- Edi Bazar Location in Telangana, India Edi Bazar Edi Bazar (Telangana) Edi Bazar Edi Bazar (India)
- Coordinates: 17°20′56″N 78°29′37″E﻿ / ﻿17.348918°N 78.493659°E
- Country: India
- State: Telangana
- District: Hyderabad District
- Metro: Hyderabad Metropolitan Development Authority
- Zone: Chandrayangutta

Government
- • Body: GHMC

Languages
- • Official: Deccani Urdu, Telugu
- Time zone: UTC+5:30 (IST)
- PIN: 500023

= Edi Bazar =

Edi Bazar is the oldest market place of Hyderabad, in Telangana state, India.

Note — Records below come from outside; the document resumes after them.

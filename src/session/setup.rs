//! Session setup and initialization

use crate::backend::BackendClient;
use crate::config::Config;
use crate::consts::cli_consts::UPDATE_QUEUE_SIZE;
use crate::environment::Environment;
use crate::export::{DataProvider, EmptyProvider, EnvironmentSnapshotProvider, Exporter};
use crate::sync::{DashboardController, SyncUpdate};
use crate::ui::UIConfig;
use std::error::Error;
use std::sync::Arc;
use tokio::sync::{broadcast, mpsc};

/// What the export key writes.
#[derive(Debug, Copy, Clone, Default, PartialEq, Eq, clap::ValueEnum, strum::Display)]
#[strum(serialize_all = "lowercase")]
pub enum ExportSource {
    /// Nothing; export is a no-op.
    #[default]
    None,
    /// One row per reading of the latest environment data.
    Environment,
}

/// Session data for both TUI and headless modes
pub struct SessionData {
    /// Owns the refresh timer and issues the backend reads
    pub controller: DashboardController,
    /// Fetch results for the dashboard state
    pub update_receiver: mpsc::Receiver<SyncUpdate>,
    /// Writes the current view to CSV
    pub exporter: Exporter,
    /// Shutdown sender to stop the session
    pub shutdown_sender: broadcast::Sender<()>,
    /// Backend the session reads from
    pub environment: Environment,
    pub ui_config: UIConfig,
}

/// Sets up a dashboard session
///
/// This function handles all the common setup required for both TUI and headless modes:
/// 1. Creates the backend client
/// 2. Wires the controller to the update channel
/// 3. Picks the export provider
///
/// The controller is returned stopped; each mode starts it when it is ready.
pub fn setup_session(
    config: &Config,
    env: Environment,
    export_source: ExportSource,
    with_background: bool,
) -> Result<SessionData, Box<dyn Error>> {
    let backend = BackendClient::new(env.clone())?;

    let (update_sender, update_receiver) = mpsc::channel(UPDATE_QUEUE_SIZE);
    let controller = DashboardController::new(
        Arc::new(backend),
        update_sender,
        config.refresh_interval(),
        config.history_days,
    );

    let (provider, snapshot): (Box<dyn DataProvider>, _) = match export_source {
        ExportSource::None => (Box::new(EmptyProvider), None),
        ExportSource::Environment => {
            let provider = EnvironmentSnapshotProvider::default();
            let snapshot = provider.snapshot();
            (Box::new(provider), Some(snapshot))
        }
    };
    let exporter = Exporter::new(provider, config.export_dir());

    let ui_config = UIConfig {
        with_background_color: with_background,
        mounted_slots: config.slots.clone(),
        thresholds: config.thresholds.clone(),
        notice_ttl: config.notice_ttl(),
        refresh_interval: controller.period(),
        snapshot,
    };

    // Create shutdown channel - only one shutdown signal needed
    let (shutdown_sender, _) = broadcast::channel(1);

    Ok(SessionData {
        controller,
        update_receiver,
        exporter,
        shutdown_sender,
        environment: env,
        ui_config,
    })
}
//! Event System
//!
//! Activity log entries produced while syncing the dashboard

use crate::logging::{LogLevel, should_log_with_env};
use chrono::Local;
use std::fmt::Display;

/// Part of the dashboard an event originates from.
#[derive(Debug, Copy, Clone, Eq, PartialEq, strum::Display)]
pub enum Source {
    /// The refresh trigger (timer or manual).
    Scheduler,
    /// The environment-data fetch.
    Environment,
    /// The prediction fetch.
    Prediction,
    /// CSV export of the current view.
    Export,
    /// Environmental threshold checks.
    Thresholds,
}

#[derive(Debug, Copy, Clone, Eq, PartialEq, strum::Display)]
pub enum EventType {
    Success,
    Error,
    Refresh,
    /// A response arrived after a newer one had already been applied.
    Discarded,
    Warning,
}

#[derive(Debug, Clone, PartialEq, Eq)]
pub struct Event {
    pub source: Source,
    pub msg: String,
    pub timestamp: String,
    pub event_type: EventType,
    pub log_level: LogLevel,
}

impl Event {
    pub fn new(source: Source, msg: String, event_type: EventType, log_level: LogLevel) -> Self {
        Self {
            source,
            msg,
            timestamp: Local::now().format("%Y-%m-%d %H:%M:%S").to_string(),
            event_type,
            log_level,
        }
    }

    pub fn scheduler(msg: String, event_type: EventType, log_level: LogLevel) -> Self {
        Self::new(Source::Scheduler, msg, event_type, log_level)
    }

    pub fn environment(msg: String, event_type: EventType, log_level: LogLevel) -> Self {
        Self::new(Source::Environment, msg, event_type, log_level)
    }

    pub fn prediction(msg: String, event_type: EventType, log_level: LogLevel) -> Self {
        Self::new(Source::Prediction, msg, event_type, log_level)
    }

    pub fn export(msg: String, event_type: EventType, log_level: LogLevel) -> Self {
        Self::new(Source::Export, msg, event_type, log_level)
    }

    pub fn thresholds(msg: String, log_level: LogLevel) -> Self {
        Self::new(Source::Thresholds, msg, EventType::Warning, log_level)
    }

    pub fn should_display(&self) -> bool {
        // Always show success events and info level events
        if self.event_type == EventType::Success || self.log_level >= LogLevel::Info {
            return true;
        }
        should_log_with_env(self.log_level)
    }

    /// Forward the event to the `log` facade.
    pub fn emit(&self) {
        let level: log::Level = self.log_level.into();
        log::log!(level, "[{}] {}", self.source, self.msg);
    }
}

impl Display for Event {
    fn fmt(&self, f: &mut std::fmt::Formatter<'_>) -> std::fmt::Result {
        write!(
            f,
            "{} [{}] {}: {}",
            self.event_type, self.timestamp, self.source, self.msg
        )
    }
}

#[cfg(test)]
mod tests {
    use super::*;

    #[test]
    fn test_success_and_info_events_always_display() {
        let success = Event::environment("ok".to_string(), EventType::Success, LogLevel::Debug);
        assert!(success.should_display());

        let warn = Event::prediction("slow".to_string(), EventType::Error, LogLevel::Warn);
        assert!(warn.should_display());
    }

    #[test]
    fn test_display_includes_source_and_message() {
        let event = Event::export("wrote 3 rows".to_string(), EventType::Success, LogLevel::Info);
        let text = event.to_string();
        assert!(text.starts_with("Success ["));
        assert!(text.ends_with("Export: wrote 3 rows"));
    }
}
//! Binary crate for the `cityweather` command-line tool.
//!
//! This crate focuses on:
//! - Parsing CLI arguments
//! - Interactive city search and API key configuration
//! - Human-friendly output formatting

use clap::Parser;
use std::process::ExitCode;
use tracing_subscriber::{EnvFilter, fmt, prelude::*};

mod cli;
mod terminal;

fn setup_logging(verbose: bool) {
    let default = if verbose { "cityweather=debug,info" } else { "cityweather=warn" };
    let filter = EnvFilter::try_from_default_env().unwrap_or_else(|_| EnvFilter::new(default));

    tracing_subscriber::registry()
        .with(fmt::layer().with_target(false).without_time().with_writer(std::io::stderr))
        .with(filter)
        .init();
}

#[tokio::main]
async fn main() -> anyhow::Result<ExitCode> {
    let cmd = cli::Cli::parse();
    setup_logging(cmd.verbose);
    cmd.run().await
}
//! Fixed en-US date labels, independent of the runtime locale.

use chrono::{DateTime, Local, NaiveDateTime, TimeZone};
use std::fmt::Display;

const TODAY_FORMAT: &str = "%a, %b %d";
const FORECAST_FORMAT: &str = "%b %d";

/// Label for the current local day, e.g. `"Fri, Oct 16"`.
pub fn format_today() -> String {
    format_today_at(Local::now())
}

/// Label for the calendar day of `now` in its own time zone.
pub fn format_today_at<Tz: TimeZone>(now: DateTime<Tz>) -> String
where
    Tz::Offset: Display,
{
    now.format(TODAY_FORMAT).to_string()
}

/// Label for a forecast point, day and month only, e.g. `"Oct 17"`.
pub fn format_forecast_date(timestamp: &NaiveDateTime) -> String {
    timestamp.format(FORECAST_FORMAT).to_string()
}

/// Parses a forecast timestamp as sent in `dt_txt` (`2024-01-15 12:00:00`),
/// also accepting the ISO `T` separator.
pub fn parse_forecast_timestamp(s: &str) -> Option<NaiveDateTime> {
    NaiveDateTime::parse_from_str(s, "%Y-%m-%d %H:%M:%S")
        .or_else(|_| NaiveDateTime::parse_from_str(s, "%Y-%m-%dT%H:%M:%S"))
        .ok()
}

There are many 400-year-old mosques like old construction Charminar built during Nizam's era.

==Commercial area==
There are many shops in the market. There is a large vegetable market near Edi Bazar at Madannapet. Besides a nearby railway station and bus facility, an international airport is just 20 km away from Edi Bazar. A mosque named Quba Mosque is situated in this locality.

==Transport==
Some of the nearby localities are Kumar Wadi Colony, Rein Bazar, Moin Bagh, Akber Bagh, Ali Nager, Fatehshah Nager, Mohammed Nagar. There are a lot of mosques in this locality.

TSRTC connects Edi Bazar with all parts of the city from Edi Bazar to Charminar and Phisalbanda.

The closest MMTS Train station is at Yaqutpura.

==Schools==
Schools in the area include St.Mathews High School, Peace High School, Unique High School, Royal Public School, Government High School, Moral School, and Alberta School .

Many other educational institutions are there which offer tuitions and coachings to the students.

==Religious Places==
masajids in this area are Masjid e Hazrat Shujauddin, Masjid-e-abubakar, masjid e ghousia, masjid-e-ameer hamza, masjid farooq-e-azam, masjid-e-kunain etc, masjid e salheen, masjid e suffah ahle hadees, masjid e hajera ahle hadees.

==Dargahs==

Dargah of Hazrath Mir Shahjuddin Sahab is located here.